Perhaps this title intrigued you, but you aren’t sure why. After all, isn’t Torah (Gen.–Deut.) really something Jewish? And, isn’t the Talmud a set of writings by Jewish rabbis collected two hundred years after Yeshua (Jesus) lived? And if so, why would a Bible-believing Christian care about the insights and comments from Jewish rabbis, scholars, and sages? You may be worried that your Christian friends might think it strange if you began studying Jewish writings, or your Jewish friends might be offended if they learned you were studying “their stuff.” Let me suggest four reasons why the study of Torah and Talmud can be valuable for Bible-believing Christians.
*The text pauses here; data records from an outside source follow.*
//! # Recovery Phrases
//!
//! Deterministic, reversible mapping between raw seed entropy and a
//! human-transcribable word phrase. This is the BIP-39 construction:
//!
//! ```text
//! entropy (16 or 32 bytes)
//!     ‖ checksum (leading entropy_bits/32 bits of SHA-256(entropy))
//!     -> split into 11-bit groups
//!     -> each group indexes the fixed, ordered 2048-word English list
//!     -> words joined with single spaces
//! ```
//!
//! 16 bytes of entropy yield 12 words; 32 bytes yield 24. Identity seeds
//! always use 32 bytes (see [`crate::config::IDENTITY_SEED_LENGTH`]), so an
//! agent's recovery phrase is 24 words.
//!
//! We build on the `bip39` crate rather than hand-rolling the bit fiddling:
//! it carries the canonical wordlist and is what everyone's hardware wallet
//! already implements, which means an agent's phrase survives being typed
//! into any standard BIP-39 tool. The error taxonomy, however, is ours —
//! callers get told exactly which way a phrase is broken.
//!
//! ## Where this runs
//!
//! Encoding happens once, at registration, and the phrase goes straight
//! into the response. Decoding happens **client-side only**: the service
//! never receives a phrase, because a phrase *is* the seed and the seed is
//! the private key. See [`crate::client`].

use bip39::{Language, Mnemonic};
use thiserror::Error;

use crate::config::{SUPPORTED_ENTROPY_LENGTHS, SUPPORTED_PHRASE_LENGTHS};

/// Errors from encoding or decoding a recovery phrase.
#[derive(Debug, Error, PartialEq, Eq)]
pub enum RecoveryError {
    /// Entropy length is not in the supported set (16 or 32 bytes).
    #[error("unsupported entropy length: {0} bytes (expected 16 or 32)")]
    InvalidEntropyLength(usize),

    /// Word count matches no supported entropy length (12 or 24 words).
    #[error("invalid phrase length: {0} words (expected 12 or 24)")]
    InvalidPhraseLength(usize),

    /// A word is not in the 2048-word list.
    #[error("unknown word in phrase: {0:?}")]
    UnknownWord(String),

    /// The recomputed checksum does not match the trailing checksum bits.
    /// The phrase is well-formed but was mis-transcribed somewhere.
    #[error("phrase checksum mismatch")]
    Checksum,
}

/// Encode seed entropy as a recovery phrase.
///
/// Exact inverse of [`decode_phrase`] for every supported entropy length.
pub fn encode_phrase(entropy: &[u8]) -> Result<String, RecoveryError> {
    if !SUPPORTED_ENTROPY_LENGTHS.contains(&entropy.len()) {
        return Err(RecoveryError::InvalidEntropyLength(entropy.len()));
    }

    let mnemonic = Mnemonic::from_entropy_in(Language::English, entropy)
        // Length was checked above; the crate accepts all our sizes.
        .map_err(|_| RecoveryError::InvalidEntropyLength(entropy.len()))?;

    Ok(mnemonic.to_string())
}

/// Decode a recovery phrase back into seed entropy.
///
/// Tolerates leading/trailing/repeated whitespace and mixed case — phrases
/// get hand-typed, and "Abandon  ability..." should not strand an agent.
/// Everything else is strict: word count, membership in the word list, and
/// the checksum all have to hold.
pub fn decode_phrase(phrase: &str) -> Result<Vec<u8>, RecoveryError> {
    let words: Vec<String> = phrase
        .split_whitespace()
        .map(|w| w.to_lowercase())
        .collect();

    if !SUPPORTED_PHRASE_LENGTHS.contains(&words.len()) {
        return Err(RecoveryError::InvalidPhraseLength(words.len()));
    }

    let normalized = words.join(" ");
    let mnemonic =
        Mnemonic::parse_in_normalized(Language::English, &normalized).map_err(|e| match e {
            bip39::Error::UnknownWord(index) => {
                RecoveryError::UnknownWord(words[index].clone())
            }
            bip39::Error::InvalidChecksum => RecoveryError::Checksum,
            // Word count was validated above; anything else the crate
            // reports is a malformed phrase of some shape.
            _ => RecoveryError::InvalidPhraseLength(words.len()),
        })?;

    Ok(mnemonic.to_entropy())
}
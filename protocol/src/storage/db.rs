//! # ClawDb — Persistent Storage Engine
//!
//! The persistence layer for the memory service, built on sled's embedded
//! key-value store. All on-disk data flows through this module.
//!
//! ## Tree Layout
//!
//! sled organizes data into named "trees" (analogous to column families in
//! RocksDB or tables in SQL). Each tree is an independent B+ tree with its
//! own keyspace:
//!
//! | Tree         | Key                              | Value                    |
//! |--------------|----------------------------------|--------------------------|
//! | `identities` | `agent_id` (64B hex, UTF-8)      | `bincode(AgentIdentity)` |
//! | `versions`   | `agent_id` ‖ `version` (8B BE)   | `bincode(MemoryVersion)` |
//!
//! Agent IDs are fixed-width (64 hex characters), so the composite version
//! key has a fixed-width prefix and sled's lexicographic ordering within a
//! prefix matches numeric version ordering — big-endian version bytes make
//! "all versions, ascending" a plain prefix scan and "max version" the last
//! element of that scan.
//!
//! ## Atomicity
//!
//! `clear` collects every key under the agent's prefix and removes them in
//! a single atomic `Batch`: either all versions go or none do. Identity
//! insertion uses compare-and-swap so two racing registrations of the same
//! ID cannot both succeed.

use sled::{Batch, Db, Tree};
use std::path::Path;

use crate::identity::{AgentId, AgentIdentity};
use crate::memory::MemoryVersion;

use super::backend::{IdentityBackend, StorageError, VersionBackend};

/// Persistent storage engine for agent identities and memory versions.
///
/// Wraps a sled `Db` instance and exposes the two backend traits. All
/// serialization uses bincode for compactness and speed.
///
/// # Thread Safety
///
/// sled is inherently thread-safe — trees support lock-free concurrent
/// reads and serialized writes. `ClawDb` can be shared across threads via
/// `Arc<ClawDb>` without external synchronization.
#[derive(Debug, Clone)]
pub struct ClawDb {
    /// The underlying sled database handle.
    db: Db,
    /// Identity records keyed by agent ID.
    identities: Tree,
    /// Memory versions keyed by agent ID + big-endian version number.
    versions: Tree,
}

impl ClawDb {
    /// Open or create a database at the given filesystem path.
    ///
    /// If the directory doesn't exist, sled creates it. If the database
    /// already exists, all existing identities and memories are available
    /// immediately.
    pub fn open<P: AsRef<Path>>(path: P) -> Result<Self, StorageError> {
        let db = sled::open(path)?;
        Self::from_db(db)
    }

    /// Create a temporary database that lives in memory and is cleaned up
    /// automatically when the `ClawDb` is dropped.
    ///
    /// Ideal for unit tests — no filesystem side effects, no cleanup needed.
    pub fn open_temporary() -> Result<Self, StorageError> {
        let config = sled::Config::new().temporary(true);
        let db = config.open()?;
        Self::from_db(db)
    }

    /// Internal constructor: opens named trees from an existing sled `Db`.
    fn from_db(db: Db) -> Result<Self, StorageError> {
        let identities = db.open_tree("identities")?;
        let versions = db.open_tree("versions")?;
        Ok(Self {
            db,
            identities,
            versions,
        })
    }

    /// Composite key for a version row: agent ID bytes followed by the
    /// big-endian version number.
    fn version_key(agent_id: &AgentId, version_number: u64) -> Vec<u8> {
        let mut key = Vec::with_capacity(agent_id.as_str().len() + 8);
        key.extend_from_slice(agent_id.as_str().as_bytes());
        key.extend_from_slice(&version_number.to_be_bytes());
        key
    }

    fn decode_version(bytes: &[u8]) -> Result<MemoryVersion, StorageError> {
        bincode::deserialize(bytes).map_err(|e| StorageError::Serialization(e.to_string()))
    }

    /// Force a flush of all pending writes to disk.
    ///
    /// sled buffers writes in memory for performance. This call blocks
    /// until all data is durable on the underlying storage device.
    pub fn flush(&self) -> Result<(), StorageError> {
        self.db.flush()?;
        Ok(())
    }
}

impl IdentityBackend for ClawDb {
    fn insert_identity(&self, identity: &AgentIdentity) -> Result<bool, StorageError> {
        let key = identity.agent_id.as_str().as_bytes().to_vec();
        let value = bincode::serialize(identity)
            .map_err(|e| StorageError::Serialization(e.to_string()))?;

        // compare_and_swap with expected=None is an atomic insert-if-absent.
        let swapped = self
            .identities
            .compare_and_swap(key, None as Option<&[u8]>, Some(value))?;

        if swapped.is_ok() {
            self.db.flush()?;
            Ok(true)
        } else {
            Ok(false)
        }
    }

    fn get_identity(&self, agent_id: &AgentId) -> Result<Option<AgentIdentity>, StorageError> {
        match self.identities.get(agent_id.as_str().as_bytes())? {
            Some(bytes) => {
                let identity: AgentIdentity = bincode::deserialize(&bytes)
                    .map_err(|e| StorageError::Serialization(e.to_string()))?;
                Ok(Some(identity))
            }
            None => Ok(None),
        }
    }

    fn identity_count(&self) -> Result<u64, StorageError> {
        Ok(self.identities.len() as u64)
    }
}

impl VersionBackend for ClawDb {
    fn max_version(&self, agent_id: &AgentId) -> Result<Option<u64>, StorageError> {
        // Big-endian keys: the last entry under the prefix is the highest
        // version. No full scan of the values needed.
        match self.versions.scan_prefix(agent_id.as_str().as_bytes()).last() {
            Some(entry) => {
                let (key, _) = entry?;
                let suffix: [u8; 8] = key[key.len() - 8..]
                    .try_into()
                    .map_err(|_| StorageError::Serialization("invalid version key".into()))?;
                Ok(Some(u64::from_be_bytes(suffix)))
            }
            None => Ok(None),
        }
    }

    fn append_version(&self, version: &MemoryVersion) -> Result<(), StorageError> {
        let key = Self::version_key(&version.agent_id, version.version_number);
        let value =
            bincode::serialize(version).map_err(|e| StorageError::Serialization(e.to_string()))?;
        self.versions.insert(key, value)?;
        self.db.flush()?;
        Ok(())
    }

    fn latest_version(&self, agent_id: &AgentId) -> Result<Option<MemoryVersion>, StorageError> {
        match self.versions.scan_prefix(agent_id.as_str().as_bytes()).last() {
            Some(entry) => {
                let (_, value) = entry?;
                Ok(Some(Self::decode_version(&value)?))
            }
            None => Ok(None),
        }
    }

    fn all_versions(&self, agent_id: &AgentId) -> Result<Vec<MemoryVersion>, StorageError> {
        let mut versions = Vec::new();
        for entry in self.versions.scan_prefix(agent_id.as_str().as_bytes()) {
            let (_, value) = entry?;
            versions.push(Self::decode_version(&value)?);
        }
        Ok(versions)
    }

    fn delete_all_versions(&self, agent_id: &AgentId) -> Result<u64, StorageError> {
        let mut keys = Vec::new();
        for entry in self.versions.scan_prefix(agent_id.as_str().as_bytes()) {
            let (key, _) = entry?;
            keys.push(key);
        }

        if keys.is_empty() {
            return Ok(0);
        }

        let mut batch = Batch::default();
        for key in &keys {
            batch.remove(key.clone());
        }
        self.versions.apply_batch(batch)?;
        self.db.flush()?;

        Ok(keys.len() as u64)
    }

    fn version_count(&self) -> Result<u64, StorageError> {
        Ok(self.versions.len() as u64)
    }
}

#[cfg(test)]
mod tests {
    use super::*;
    use crate::crypto::AgentKeypair;
    use chrono::Utc;

    fn test_identity() -> AgentIdentity {
        let kp = AgentKeypair::generate();
        AgentIdentity {
            agent_id: AgentId::derive(&kp.public_key()),
            public_key: kp.public_key(),
            created_at: Utc::now(),
        }
    }

    fn test_version(agent_id: &AgentId, number: u64) -> MemoryVersion {
        MemoryVersion {
            agent_id: agent_id.clone(),
            version_number: number,
            encrypted_blob: format!("ciphertext-{number}").into_bytes(),
            created_at: Utc::now(),
        }
    }

    #[test]
    fn open_temporary_database() {
        let db = ClawDb::open_temporary().expect("should create temp db");
        assert_eq!(db.identity_count().unwrap(), 0);
        assert_eq!(db.version_count().unwrap(), 0);
    }

    #[test]
    fn open_persistent_database_survives_reopen() {
        let dir = tempfile::tempdir().expect("tempdir");
        let identity = test_identity();

        {
            let db = ClawDb::open(dir.path()).expect("should open db");
            assert!(db.insert_identity(&identity).unwrap());
            db.append_version(&test_version(&identity.agent_id, 1)).unwrap();
        }

        let db = ClawDb::open(dir.path()).expect("should reopen db");
        assert!(db.get_identity(&identity.agent_id).unwrap().is_some());
        assert_eq!(db.max_version(&identity.agent_id).unwrap(), Some(1));
    }

    #[test]
    fn insert_identity_is_first_writer_wins() {
        let db = ClawDb::open_temporary().unwrap();
        let identity = test_identity();

        assert!(db.insert_identity(&identity).unwrap());
        assert!(!db.insert_identity(&identity).unwrap());
        assert_eq!(db.identity_count().unwrap(), 1);
    }

    #[test]
    fn identity_roundtrip_preserves_fields() {
        let db = ClawDb::open_temporary().unwrap();
        let identity = test_identity();
        db.insert_identity(&identity).unwrap();

        let found = db.get_identity(&identity.agent_id).unwrap().unwrap();
        assert_eq!(found.agent_id, identity.agent_id);
        assert_eq!(found.public_key, identity.public_key);
        assert_eq!(found.created_at, identity.created_at);
    }

    #[test]
    fn versions_scan_in_ascending_order() {
        let db = ClawDb::open_temporary().unwrap();
        let agent_id = test_identity().agent_id;

        // Insert out of order; the BE key layout must still sort them.
        for n in [3u64, 1, 2] {
            db.append_version(&test_version(&agent_id, n)).unwrap();
        }

        let all = db.all_versions(&agent_id).unwrap();
        let numbers: Vec<u64> = all.iter().map(|v| v.version_number).collect();
        assert_eq!(numbers, vec![1, 2, 3]);
        assert_eq!(db.max_version(&agent_id).unwrap(), Some(3));
        assert_eq!(
            db.latest_version(&agent_id).unwrap().unwrap().version_number,
            3
        );
    }

    #[test]
    fn version_ordering_beyond_one_byte() {
        // A lexicographic (non-BE) layout would sort 256 before 2.
        let db = ClawDb::open_temporary().unwrap();
        let agent_id = test_identity().agent_id;

        for n in [2u64, 256, 10] {
            db.append_version(&test_version(&agent_id, n)).unwrap();
        }

        let numbers: Vec<u64> = db
            .all_versions(&agent_id)
            .unwrap()
            .iter()
            .map(|v| v.version_number)
            .collect();
        assert_eq!(numbers, vec![2, 10, 256]);
        assert_eq!(db.max_version(&agent_id).unwrap(), Some(256));
    }

    #[test]
    fn versions_are_isolated_per_agent() {
        let db = ClawDb::open_temporary().unwrap();
        let a = test_identity().agent_id;
        let b = test_identity().agent_id;

        db.append_version(&test_version(&a, 1)).unwrap();
        db.append_version(&test_version(&a, 2)).unwrap();
        db.append_version(&test_version(&b, 1)).unwrap();

        assert_eq!(db.all_versions(&a).unwrap().len(), 2);
        assert_eq!(db.all_versions(&b).unwrap().len(), 1);
        assert_eq!(db.version_count().unwrap(), 3);
    }

    #[test]
    fn delete_all_versions_is_atomic_and_scoped() {
        let db = ClawDb::open_temporary().unwrap();
        let a = test_identity().agent_id;
        let b = test_identity().agent_id;

        for n in 1..=4 {
            db.append_version(&test_version(&a, n)).unwrap();
        }
        db.append_version(&test_version(&b, 1)).unwrap();

        assert_eq!(db.delete_all_versions(&a).unwrap(), 4);
        assert!(db.all_versions(&a).unwrap().is_empty());
        // Other agents untouched.
        assert_eq!(db.all_versions(&b).unwrap().len(), 1);
        // Repeat delete is a no-op.
        assert_eq!(db.delete_all_versions(&a).unwrap(), 0);
    }

    #[test]
    fn blob_bytes_survive_roundtrip_untouched() {
        let db = ClawDb::open_temporary().unwrap();
        let agent_id = test_identity().agent_id;

        // Opaque means opaque: arbitrary bytes, including zeros and high bits.
        let blob: Vec<u8> = (0..=255u8).collect();
        let version = MemoryVersion {
            agent_id: agent_id.clone(),
            version_number: 1,
            encrypted_blob: blob.clone(),
            created_at: Utc::now(),
        };
        db.append_version(&version).unwrap();

        let stored = db.latest_version(&agent_id).unwrap().unwrap();
        assert_eq!(stored.encrypted_blob, blob);
    }

    #[test]
    fn concurrent_reads_do_not_block() {
        use std::sync::Arc;
        use std::thread;

        let db = Arc::new(ClawDb::open_temporary().unwrap());
        let agent_id = test_identity().agent_id;
        for n in 1..=10 {
            db.append_version(&test_version(&agent_id, n)).unwrap();
        }

        let handles: Vec<_> = (0..4)
            .map(|_| {
                let db = Arc::clone(&db);
                let agent_id = agent_id.clone();
                thread::spawn(move || {
                    for _ in 0..10 {
                        let all = db.all_versions(&agent_id).unwrap();
                        assert_eq!(all.len(), 10);
                    }
                })
            })
            .collect();

        for handle in handles {
            handle.join().expect("reader thread should not panic");
        }
    }
}
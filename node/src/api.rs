//! # REST API
//!
//! Builds the axum router that exposes the memory node's HTTP interface.
//! All endpoints share application state through axum's `State` extractor.
//!
//! ## Endpoints
//!
//! | Method | Path               | Description                            |
//! |--------|--------------------|----------------------------------------|
//! | GET    | `/`                | Service identification                 |
//! | GET    | `/health`          | Liveness probe                         |
//! | GET    | `/stats`           | Aggregate counters                     |
//! | POST   | `/agents/register` | Register a new agent identity          |
//! | POST   | `/agents/recover`  | Re-link a recovered identity           |
//! | POST   | `/memory/store`    | Store a new memory version (signed)    |
//! | POST   | `/memory/retrieve` | Fetch the latest version (signed)      |
//! | POST   | `/memory/history`  | List all versions (signed)             |
//! | POST   | `/memory/clear`    | Delete all versions (signed)           |
//!
//! ## Error mapping
//!
//! | Kind         | Status |
//! |--------------|--------|
//! | `Validation` | 400    |
//! | `Auth`       | 401    |
//! | `NotFound`   | 404    |
//! | `Conflict`   | 409    |
//! | `Storage`    | 500    |
//!
//! Every 401 body is exactly `{"error":"unauthorized"}` regardless of
//! which check failed — the precise cause goes to the logs, not the wire.

use axum::{
    extract::State,
    http::{Method, StatusCode},
    response::{IntoResponse, Response},
    routing::{get, post},
    Json, Router,
};
use serde::{Deserialize, Serialize};
use tower_http::cors::{Any, CorsLayer};
use tower_http::trace::TraceLayer;

use claw_protocol::error::ServiceError;
use claw_protocol::service::MemoryService;
use claw_protocol::wire::{RecoverRequest, SignedRequest, StoreRequest};

use crate::metrics::SharedMetrics;

// ---------------------------------------------------------------------------
// Application State
// ---------------------------------------------------------------------------

/// Shared application state available to all request handlers.
///
/// Cheap to clone — everything behind `Arc`.
#[derive(Clone)]
pub struct AppState {
    /// The node's reported version string.
    pub version: String,
    /// The protocol service facade.
    pub service: MemoryService,
    /// Reference to Prometheus metrics for in-handler recording.
    pub metrics: SharedMetrics,
}

// ---------------------------------------------------------------------------
// Router Construction
// ---------------------------------------------------------------------------

/// Builds the full axum [`Router`] with all API routes, CORS, and tracing.
///
/// The returned router is ready to be served on the configured API port.
pub fn create_router(state: AppState) -> Router {
    let cors = CorsLayer::new()
        .allow_origin(Any)
        .allow_methods([Method::GET, Method::POST, Method::OPTIONS])
        .allow_headers(Any);

    Router::new()
        .route("/", get(root_handler))
        .route("/health", get(health_handler))
        .route("/stats", get(stats_handler))
        .route("/agents/register", post(register_handler))
        .route("/agents/recover", post(recover_handler))
        .route("/memory/store", post(store_handler))
        .route("/memory/retrieve", post(retrieve_handler))
        .route("/memory/history", post(history_handler))
        .route("/memory/clear", post(clear_handler))
        .layer(cors)
        .layer(TraceLayer::new_for_http())
        .with_state(state)
}

// ---------------------------------------------------------------------------
// Error Mapping
// ---------------------------------------------------------------------------

/// JSON error body for all non-2xx responses.
#[derive(Debug, Serialize, Deserialize)]
pub struct ErrorResponse {
    pub error: String,
}

fn error_response(state: &AppState, err: ServiceError) -> Response {
    let status = match &err {
        ServiceError::Validation(_) => StatusCode::BAD_REQUEST,
        ServiceError::Auth(_) => StatusCode::UNAUTHORIZED,
        ServiceError::NotFound => StatusCode::NOT_FOUND,
        ServiceError::Conflict(_) => StatusCode::CONFLICT,
        ServiceError::Storage(_) => StatusCode::INTERNAL_SERVER_ERROR,
    };

    match &err {
        ServiceError::Auth(cause) => {
            state.metrics.auth_failures_total.inc();
            tracing::warn!(%cause, "request rejected by authentication");
        }
        ServiceError::Storage(cause) => {
            tracing::error!(%cause, "storage failure while handling request");
        }
        other => {
            tracing::debug!(error = %other, "request rejected");
        }
    }

    (
        status,
        Json(ErrorResponse {
            error: err.client_message(),
        }),
    )
        .into_response()
}

// ---------------------------------------------------------------------------
// Handlers
// ---------------------------------------------------------------------------

/// Service identification for `GET /`.
#[derive(Debug, Serialize, Deserialize)]
pub struct RootResponse {
    pub service: String,
    pub version: String,
    pub protocol_version: String,
}

async fn root_handler(State(state): State<AppState>) -> impl IntoResponse {
    Json(RootResponse {
        service: "claw-memory".to_string(),
        version: state.version.clone(),
        protocol_version: claw_protocol::config::PROTOCOL_VERSION.to_string(),
    })
}

async fn health_handler() -> impl IntoResponse {
    Json(serde_json::json!({ "status": "ok" }))
}

async fn stats_handler(State(state): State<AppState>) -> Response {
    let _timer = state.metrics.request_latency_seconds.start_timer();
    match state.service.stats() {
        Ok(stats) => Json(stats).into_response(),
        Err(err) => error_response(&state, err),
    }
}

async fn register_handler(State(state): State<AppState>) -> Response {
    let _timer = state.metrics.request_latency_seconds.start_timer();
    match state.service.register() {
        Ok(resp) => {
            state.metrics.agents_registered_total.inc();
            (StatusCode::CREATED, Json(resp)).into_response()
        }
        Err(err) => error_response(&state, err),
    }
}

async fn recover_handler(
    State(state): State<AppState>,
    Json(req): Json<RecoverRequest>,
) -> Response {
    let _timer = state.metrics.request_latency_seconds.start_timer();
    match state.service.recover(&req) {
        Ok(resp) => {
            state.metrics.identities_recovered_total.inc();
            Json(resp).into_response()
        }
        Err(err) => error_response(&state, err),
    }
}

async fn store_handler(State(state): State<AppState>, Json(req): Json<StoreRequest>) -> Response {
    let _timer = state.metrics.request_latency_seconds.start_timer();
    match state.service.store(&req) {
        Ok(resp) => {
            state.metrics.memories_stored_total.inc();
            (StatusCode::CREATED, Json(resp)).into_response()
        }
        Err(err) => error_response(&state, err),
    }
}

async fn retrieve_handler(
    State(state): State<AppState>,
    Json(req): Json<SignedRequest>,
) -> Response {
    let _timer = state.metrics.request_latency_seconds.start_timer();
    match state.service.retrieve(&req) {
        Ok(resp) => Json(resp).into_response(),
        Err(err) => error_response(&state, err),
    }
}

async fn history_handler(
    State(state): State<AppState>,
    Json(req): Json<SignedRequest>,
) -> Response {
    let _timer = state.metrics.request_latency_seconds.start_timer();
    match state.service.history(&req) {
        Ok(resp) => Json(resp).into_response(),
        Err(err) => error_response(&state, err),
    }
}

async fn clear_handler(State(state): State<AppState>, Json(req): Json<SignedRequest>) -> Response {
    let _timer = state.metrics.request_latency_seconds.start_timer();
    match state.service.clear(&req) {
        Ok(resp) => {
            state.metrics.memories_cleared_total.inc();
            Json(resp).into_response()
        }
        Err(err) => error_response(&state, err),
    }
}

// ---------------------------------------------------------------------------
// Tests
// ---------------------------------------------------------------------------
1. To Better Understand the Entire Bible
The word torah comes from the root word yarah, which in ancient Hebrew was an archery term, meaning to shoot an arrow straight to the mark. It also meant to teach or bring instruction. So in a truly biblical sense, torah refers to instructions from a loving God on how to live a life that “hits the mark.” The first five books of the Bible—sometimes called by the Greek name Pentateuch and referred to as “The Books of Moses” by both Christians and Jews—are also called the Torah, a more than appropriate use of the term, since these books contain God’s original instructions to His people on how to live in harmony with His will.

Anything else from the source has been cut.